## ABOUT THIS TASK
Within these entries, which lines include the string "from"? Copy each one.

## GIVEN INFORMATION
---------------
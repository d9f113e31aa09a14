//! History sink: the narrow interface to finished-game storage.
//!
//! The real document store lives outside this server; here is only the
//! seam and an in-memory implementation. Persistence is fire-and-forget
//! with bounded retry — a committed move never fails because storage
//! hiccuped, and clients never hear about it.

use std::sync::Arc;
use std::time::Duration;

use tokio::sync::{mpsc, Mutex};

use twofold_room::GameRecord;

/// Persistence attempts per record before it is dropped.
const MAX_SAVE_ATTEMPTS: u32 = 3;

/// Errors from a history backend.
#[derive(Debug, thiserror::Error)]
pub enum HistoryError {
    #[error("storage failure: {0}")]
    Storage(String),
}

/// Where finished games go.
///
/// The returned futures are `Send` so stores can be driven from spawned
/// tasks and HTTP handlers; implementations just write `async fn`.
pub trait HistoryStore: Send + Sync + 'static {
    /// Persists one finished game.
    fn save(
        &self,
        record: &GameRecord,
    ) -> impl std::future::Future<Output = Result<(), HistoryError>> + Send;

    /// Lists everything persisted so far.
    fn list(
        &self,
    ) -> impl std::future::Future<Output = Result<Vec<GameRecord>, HistoryError>> + Send;
}

/// In-memory store: the default for development and tests.
#[derive(Default)]
pub struct MemoryHistoryStore {
    games: Mutex<Vec<GameRecord>>,
}

impl MemoryHistoryStore {
    pub fn new() -> Self {
        Self::default()
    }
}

impl HistoryStore for MemoryHistoryStore {
    async fn save(&self, record: &GameRecord) -> Result<(), HistoryError> {
        self.games.lock().await.push(record.clone());
        Ok(())
    }

    async fn list(&self) -> Result<Vec<GameRecord>, HistoryError> {
        Ok(self.games.lock().await.clone())
    }
}

/// Drains the rooms' history channel into the store, retrying each
/// record a bounded number of times before giving up on it.
pub(crate) async fn run_history_worker<H: HistoryStore>(
    store: Arc<H>,
    mut rx: mpsc::UnboundedReceiver<GameRecord>,
) {
    while let Some(record) = rx.recv().await {
        let mut attempt = 0;
        loop {
            attempt += 1;
            match store.save(&record).await {
                Ok(()) => {
                    tracing::debug!(room = %record.room, "game history persisted");
                    break;
                }
                Err(e) if attempt < MAX_SAVE_ATTEMPTS => {
                    tracing::warn!(
                        room = %record.room,
                        error = %e,
                        attempt,
                        "history save failed, retrying"
                    );
                    tokio::time::sleep(Duration::from_millis(100 * u64::from(attempt))).await;
                }
                Err(e) => {
                    tracing::error!(
                        room = %record.room,
                        error = %e,
                        "history save failed after retries, record dropped"
                    );
                    break;
                }
            }
        }
    }
}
---------------
## RESULT OF THE EXERCISE
/// Errors from a history backend.
/// The returned futures are `Send` so stores can be driven from spawned
                    tokio::time::sleep(Duration::from_millis(100 * u64::from(attempt))).await;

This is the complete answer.